Question

√3 is a irrational number are not

Answer 1

Let us assume that √3 is a rational number.

then, as we know a rational number should be in the form of p/q

where p and q are co- prime number.

So,

√3 = p/q { where p and q are co- prime}

√3q = p

Now, by squaring both the side

we get,

(√3q)² = p²

3q² = p² ........ ( i )

So,

if 3 is the factor of p²

then, 3 is also a factor of p ..... ( ii )

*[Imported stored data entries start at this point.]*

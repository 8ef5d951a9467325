//! `switch` statements and their case dispatch table
//!
//! Cases are labelled either by constant values or by types, never both in
//! one switch. Value labels are hashed with the same composite-key scheme
//! table indices use, so dispatch on a value is a single map lookup. Type
//! labels are kept in declaration order and tried one after another.
//!
//! Execution starts at the matching case and keeps running the following case
//! bodies until one of them breaks or returns. Every body must end in
//! `break`, `fallthrough` or `return`, which is what makes running into the
//! next case an explicit decision.

use std::collections::HashMap;
use std::rc::Rc;

use super::describe::Desc;
use super::diagnostics::Diagnostics;
use super::errors::{internal_error, RuntimeError};
use super::expressions::{Expr, ExprKind, Id};
use super::frame::Frame;
use super::hash::{CompositeHash, HashKey};
use super::statements::{Stmt, StmtTag};
use super::traverse::{TraversalCallback, TraversalCode};
use super::types::ty::{can_cast_type, same_type};
use super::types::values::{can_cast_value_to_type, cast_value_to_type};
use super::types::{Flow, Span, Type, Val};
use crate::handle_tc_stmt_pre;

/// `type T` / `type T as name` label
#[derive(Debug)]
pub struct TypeCase {
    pub ty: Type,
    pub binding: Option<Rc<Id>>,
    pub span: Span,
}

#[derive(Debug)]
pub enum CaseLabels {
    Values(Vec<Expr>),
    Types(Vec<TypeCase>),
    Default,
}

#[derive(Debug)]
pub struct Case {
    pub labels: CaseLabels,
    pub body: Stmt,
    pub span: Span,
}

impl Case {
    pub fn new(labels: CaseLabels, body: Stmt, span: Span, diags: &mut Diagnostics) -> Self {
        let last = body.last_tag();
        if !matches!(last, StmtTag::Break | StmtTag::Fallthrough | StmtTag::Return) {
            diags.error(span, "case block must end in break/fallthrough/return statement");
        }
        Self { labels, body, span }
    }

    pub fn is_default(&self) -> bool {
        matches!(self.labels, CaseLabels::Default)
    }

    fn describe(&self, d: &mut Desc) {
        match &self.labels {
            CaseLabels::Default => {
                if d.is_readable() {
                    d.add("default:");
                }
                d.add_count(0);
            }
            CaseLabels::Values(exprs) => {
                if d.is_readable() {
                    d.add("case");
                }
                d.add_count(exprs.len() as u64);
                for (i, e) in exprs.iter().enumerate() {
                    if i > 0 && d.is_readable() {
                        d.add(",");
                    }
                    d.sp();
                    d.add(&e.to_string());
                }
                if d.is_readable() {
                    d.add(":");
                }
            }
            CaseLabels::Types(types) => {
                if d.is_readable() {
                    d.add("case");
                }
                d.add_count(types.len() as u64);
                for (i, t) in types.iter().enumerate() {
                    if i > 0 && d.is_readable() {
                        d.add(",");
                    }
                    d.sp();
                    d.add("type");
                    d.sp();
                    d.add(&t.ty.to_string());
                    if let Some(id) = &t.binding {
                        d.sp();
                        d.add("as");
                        d.sp();
                        d.add(&id.name);
                    }
                }
                if d.is_readable() {
                    d.add(":");
                }
            }
        }
        self.body.describe_nested(d);
    }
}

/// Entry of the ordered type-case list
#[derive(Debug)]
struct TypeMapping {
    ty: Type,
    binding: Option<Rc<Id>>,
    case_idx: usize,
}

#[derive(Debug)]
pub struct SwitchStmt {
    expr: Expr,
    cases: Vec<Case>,
    comp_hash: CompositeHash,
    value_map: HashMap<HashKey, usize>,
    type_list: Vec<TypeMapping>,
    default_idx: Option<usize>,
}

impl SwitchStmt {
    pub fn new(expr: Expr, mut cases: Vec<Case>, diags: &mut Diagnostics) -> Self {
        let comp_hash = CompositeHash::singleton(expr.ty.clone());
        let mut value_map = HashMap::new();
        let mut value_spans: HashMap<HashKey, Span> = HashMap::new();
        let mut type_list: Vec<TypeMapping> = Vec::new();
        let mut default_idx: Option<usize> = None;
        let mut default_span: Option<Span> = None;
        let mut have_exprs = false;
        let mut have_types = false;

        for (i, case) in cases.iter_mut().enumerate() {
            match &mut case.labels {
                CaseLabels::Values(exprs) => {
                    have_exprs = true;

                    if !expr.is_error() && !expr.ty.is_atomic() {
                        diags.error(
                            expr.span,
                            "switch expression must be of an atomic type when cases are expressions",
                        );
                        continue;
                    }
                    if exprs.iter().any(|e| !same_type(&e.ty, &expr.ty)) {
                        diags.error_related(
                            case.span,
                            "case expression type differs from switch type",
                            expr.span,
                        );
                        continue;
                    }

                    for label in exprs.iter_mut() {
                        if label.is_error() {
                            continue;
                        }
                        if !label.is_const() {
                            if let Some(v) = label.fold_constant() {
                                *label = Expr::constant(v, label.span);
                            }
                        }
                        let v = match &label.kind {
                            ExprKind::Const(v) => v.clone(),
                            _ => {
                                diags.error(label.span, "case label expression isn't constant");
                                continue;
                            }
                        };
                        if expr.is_error() {
                            continue;
                        }

                        let Some(key) = comp_hash.compute_hash(&v, true) else {
                            internal_error(&format!(
                                "switch expression type mismatch ({}/{})",
                                v.ty(),
                                expr.ty
                            ));
                        };
                        if let Some(first) = value_spans.get(&key) {
                            diags.error_related(label.span, "duplicate case label", *first);
                            continue;
                        }
                        value_spans.insert(key.clone(), label.span);
                        value_map.insert(key, i);
                    }
                }

                CaseLabels::Types(types) => {
                    have_types = true;

                    for t in types.iter() {
                        if !can_cast_type(&expr.ty, &t.ty) {
                            diags.error(t.span, "cannot cast switch expression to case type");
                            continue;
                        }
                        if type_list.iter().any(|m| same_type(&m.ty, &t.ty)) {
                            diags.error(t.span, "duplicate case label");
                            continue;
                        }
                        type_list.push(TypeMapping {
                            ty: t.ty.clone(),
                            binding: t.binding.clone(),
                            case_idx: i,
                        });
                    }
                }

                CaseLabels::Default => match default_span {
                    Some(first) => {
                        diags.error_related(case.span, "multiple default labels", first);
                    }
                    None => {
                        default_idx = Some(i);
                        default_span = Some(case.span);
                    }
                },
            }
        }

        if have_exprs && have_types {
            diags.error(expr.span, "cannot mix cases with expressions and types");
        }

        Self {
            expr,
            cases,
            comp_hash,
            value_map,
            type_list,
            default_idx,
        }
    }

    pub fn expr(&self) -> &Expr {
        &self.expr
    }

    pub fn cases(&self) -> &[Case] {
        &self.cases
    }

    pub fn default_idx(&self) -> Option<usize> {
        self.default_idx
    }

    /// Index of the case `v` selects, and the identifier to bind it to.
    ///
    /// A matching type label takes precedence over a value label; since
    /// construction forbids mixing the two, at most one of them applies.
    pub fn find_case_label_match(&self, v: &Val) -> (Option<usize>, Option<Rc<Id>>) {
        let mut label_idx = None;
        let mut label_id = None;

        if !self.value_map.is_empty() {
            let Some(key) = self.comp_hash.compute_hash(v, true) else {
                internal_error(&format!(
                    "switch expression type mismatch ({}/{})",
                    v.ty(),
                    self.expr.ty
                ));
            };
            label_idx = self.value_map.get(&key).copied();
        }

        if let Some(m) = self
            .type_list
            .iter()
            .find(|m| can_cast_value_to_type(v, &m.ty))
        {
            label_idx = Some(m.case_idx);
            label_id = m.binding.clone();
        }

        match label_idx {
            Some(idx) => (Some(idx), label_id),
            None => (self.default_idx, None),
        }
    }

    pub(crate) fn exec(&self, f: &Frame, flow: &mut Flow) -> Result<Option<Val>, RuntimeError> {
        let v = self.expr.eval(f)?;
        let (Some(start), binding) = self.find_case_label_match(&v) else {
            return Ok(None);
        };

        let mut rval = None;
        for case in &self.cases[start..] {
            if let Some(id) = &binding {
                match cast_value_to_type(&v, &id.ty) {
                    Some(cv) => f.set(id.slot, cv),
                    None => internal_error(&format!("cannot bind {} as {}", v.ty(), id.ty)),
                }
            }

            *flow = Flow::Next;
            rval = case.body.exec(f, flow)?;
            if flow.stops_loop() {
                break;
            }
        }

        if *flow != Flow::Return {
            *flow = Flow::Next;
        }
        Ok(rval)
    }

    pub fn is_pure(&self) -> bool {
        self.expr.is_pure()
            && self.cases.iter().all(|c| {
                let labels_pure = match &c.labels {
                    CaseLabels::Values(exprs) => exprs.iter().all(Expr::is_pure),
                    _ => true,
                };
                labels_pure && c.body.is_pure()
            })
    }

    pub(crate) fn traverse(&self, cb: &mut dyn TraversalCallback) -> TraversalCode {
        let tc = self.expr.traverse(cb);
        handle_tc_stmt_pre!(tc);

        for case in &self.cases {
            if let CaseLabels::Values(exprs) = &case.labels {
                for e in exprs {
                    let tc = e.traverse(cb);
                    handle_tc_stmt_pre!(tc);
                }
            }
            let tc = case.body.traverse(cb);
            handle_tc_stmt_pre!(tc);
        }
        TraversalCode::Continue
    }

    pub(crate) fn describe(&self, stmt: &Stmt, d: &mut Desc) {
        stmt.add_tag(d);
        d.add(&self.expr.to_string());
        d.sp();
        if d.is_readable() {
            d.add("{");
        }
        d.push_indent();
        d.add_count(self.cases.len() as u64);
        for case in &self.cases {
            case.describe(d);
        }
        d.pop_indent();
        if d.is_readable() {
            d.add("}");
        }
        d.nl();
    }
}
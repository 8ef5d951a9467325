//! Composite key hashing
//!
//! A [`CompositeHash`] turns a tuple of atomic values into a canonical byte
//! key, laid out according to a fixed list of types. The same scheme backs
//! table indexing and switch case-value matching, so two values that would
//! address the same table slot also select the same case.
//!
//! Keys are reversible: [`CompositeHash::recover_vals`] decodes a key back
//! into the index values, which is how table iteration hands loop variables
//! their values.

use chrono::{DateTime, Duration, Utc};

use super::types::{Type, Val};

/// Canonical encoding of a composite index
#[derive(Debug, Clone, PartialEq, Eq, Hash, PartialOrd, Ord)]
pub struct HashKey(Vec<u8>);

impl HashKey {
    pub fn as_bytes(&self) -> &[u8] {
        &self.0
    }
}

/// Key layout for one tuple type
#[derive(Debug, Clone, PartialEq)]
pub struct CompositeHash {
    types: Vec<Type>,
}

impl CompositeHash {
    pub fn new(types: Vec<Type>) -> Self {
        Self { types }
    }

    /// Layout for a single value, as used by switch dispatch
    pub fn singleton(ty: Type) -> Self {
        Self { types: vec![ty] }
    }

    pub fn types(&self) -> &[Type] {
        &self.types
    }

    /// Hash a single value (one-element layouts only)
    pub fn compute_hash(&self, v: &Val, type_check: bool) -> Option<HashKey> {
        self.compute_hash_list(std::slice::from_ref(v), type_check)
    }

    /// Hash a tuple of values. Returns `None` when the arity differs, when a
    /// value is not atomic, or (with `type_check`) when a value's type does
    /// not match the layout.
    pub fn compute_hash_list(&self, vals: &[Val], type_check: bool) -> Option<HashKey> {
        if vals.len() != self.types.len() {
            return None;
        }

        let mut buf = Vec::with_capacity(vals.len() * 9);
        for (v, ty) in vals.iter().zip(&self.types) {
            if type_check && ty.tag() != v.type_tag() {
                return None;
            }
            encode(v, &mut buf)?;
        }
        Some(HashKey(buf))
    }

    /// Decode a key produced by this layout back into its values
    pub fn recover_vals(&self, key: &HashKey) -> Option<Vec<Val>> {
        let mut reader = Reader {
            bytes: key.as_bytes(),
            pos: 0,
        };
        let mut vals = Vec::with_capacity(self.types.len());
        for ty in &self.types {
            vals.push(reader.decode(ty)?);
        }
        if reader.pos != reader.bytes.len() {
            return None;
        }
        Some(vals)
    }
}

fn encode(v: &Val, buf: &mut Vec<u8>) -> Option<()> {
    match v {
        Val::Bool(b) => buf.push(u8::from(*b)),
        Val::Int(i) => buf.extend_from_slice(&i.to_be_bytes()),
        Val::Count(c) => buf.extend_from_slice(&c.to_be_bytes()),
        Val::Double(d) => {
            // 0.0 and -0.0 compare equal and must index the same slot
            let d = if *d == 0.0 { 0.0f64 } else { *d };
            buf.extend_from_slice(&d.to_bits().to_be_bytes());
        }
        Val::Str(s) => {
            let len = u32::try_from(s.len()).ok()?;
            buf.extend_from_slice(&len.to_be_bytes());
            buf.extend_from_slice(s);
        }
        Val::Time(t) => {
            buf.extend_from_slice(&t.timestamp().to_be_bytes());
            buf.extend_from_slice(&t.timestamp_subsec_nanos().to_be_bytes());
        }
        Val::Interval(d) => {
            buf.extend_from_slice(&d.num_seconds().to_be_bytes());
            buf.extend_from_slice(&d.subsec_nanos().to_be_bytes());
        }
        Val::Table(_) | Val::Vector(_) => return None,
    }
    Some(())
}

struct Reader<'a> {
    bytes: &'a [u8],
    pos: usize,
}

impl<'a> Reader<'a> {
    fn take<const N: usize>(&mut self) -> Option<[u8; N]> {
        let end = self.pos.checked_add(N)?;
        let chunk = self.bytes.get(self.pos..end)?;
        self.pos = end;
        chunk.try_into().ok()
    }

    fn decode(&mut self, ty: &Type) -> Option<Val> {
        let v = match ty {
            Type::Bool => Val::Bool(self.take::<1>()?[0] != 0),
            Type::Int => Val::Int(i64::from_be_bytes(self.take()?)),
            Type::Count => Val::Count(u64::from_be_bytes(self.take()?)),
            Type::Double => Val::Double(f64::from_bits(u64::from_be_bytes(self.take()?))),
            Type::String => {
                let len = u32::from_be_bytes(self.take()?) as usize;
                let end = self.pos.checked_add(len)?;
                let raw = self.bytes.get(self.pos..end)?;
                self.pos = end;
                Val::Str(raw.to_vec())
            }
            Type::Time => {
                let secs = i64::from_be_bytes(self.take()?);
                let nanos = u32::from_be_bytes(self.take()?);
                Val::Time(DateTime::<Utc>::from_timestamp(secs, nanos)?)
            }
            Type::Interval => {
                let secs = i64::from_be_bytes(self.take()?);
                let nanos = i32::from_be_bytes(self.take()?);
                Val::Interval(Duration::seconds(secs) + Duration::nanoseconds(i64::from(nanos)))
            }
            _ => return None,
        };
        Some(v)
    }
}

#[cfg(test)]
mod tests {
    use super::*;

    #[test]
    fn test_equal_values_hash_equal() {
        let h = CompositeHash::singleton(Type::Count);
        assert_eq!(
            h.compute_hash(&Val::Count(5), true),
            h.compute_hash(&Val::Count(5), true)
        );
        assert_ne!(
            h.compute_hash(&Val::Count(5), true),
            h.compute_hash(&Val::Count(6), true)
        );
    }

    #[test]
    fn test_type_check_rejects_mismatch() {
        let h = CompositeHash::singleton(Type::Count);
        assert!(h.compute_hash(&Val::Int(5), true).is_none());
        assert!(h.compute_hash(&Val::Int(5), false).is_some());
    }

    #[test]
    fn test_composite_key_recovers_index() {
        let h = CompositeHash::new(vec![Type::String, Type::Count, Type::Bool]);
        let index = vec![Val::from("10.0.0.1"), Val::Count(443), Val::Bool(true)];
        let key = h.compute_hash_list(&index, true).unwrap();

        assert_eq!(h.recover_vals(&key), Some(index));
    }

    #[test]
    fn test_negative_zero_shares_a_key() {
        let h = CompositeHash::singleton(Type::Double);
        assert_eq!(
            h.compute_hash(&Val::Double(0.0), true),
            h.compute_hash(&Val::Double(-0.0), true)
        );
    }
}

=> Let p = 3m { where m is any integer }

squaring both sides

p² = (3m)²

p² = 9m²

putting the value of p² in equation ( i )

3q² = p²

3q² = 9m²

q² = 3m²

So,

if 3 is factor of q²

then, 3 is also factor of q

Since

3 is factor of p & q both

So, our assumption that p & q are co- prime is wrong

hence,. √3 is an irrational number

Answer 2

√3 is irrational number

__________ [TO PROVE]

Let us assume that, √3 is a rational number

√3 = $\dfrac{a}{b}$

Here, a and b are co-prime numbers.

• Squaring on both sides, we get

=> (√3)² = $( { \dfrac{a}{b}) }^{2}$

=> 3 = $\dfrac{ {a}^{2} }{ {b}^{2} }$

=> 3b² = a² ________( eq 1)

Clearly;

a² is divisible by 3.

So, a is also divisible by 3.

Now, let some integer be c.

=> a = 3c

=> a² = 9c²

=> 3b² = 9c² [From (eq 1)]

=> b² = 3c² _______(eq 2)

This means that, 3 divides b², and so 3 divides b also.

3 divides b² and 3 divide a² also.

So, our assumption is wrong.

√3 is irrational number.

________________________________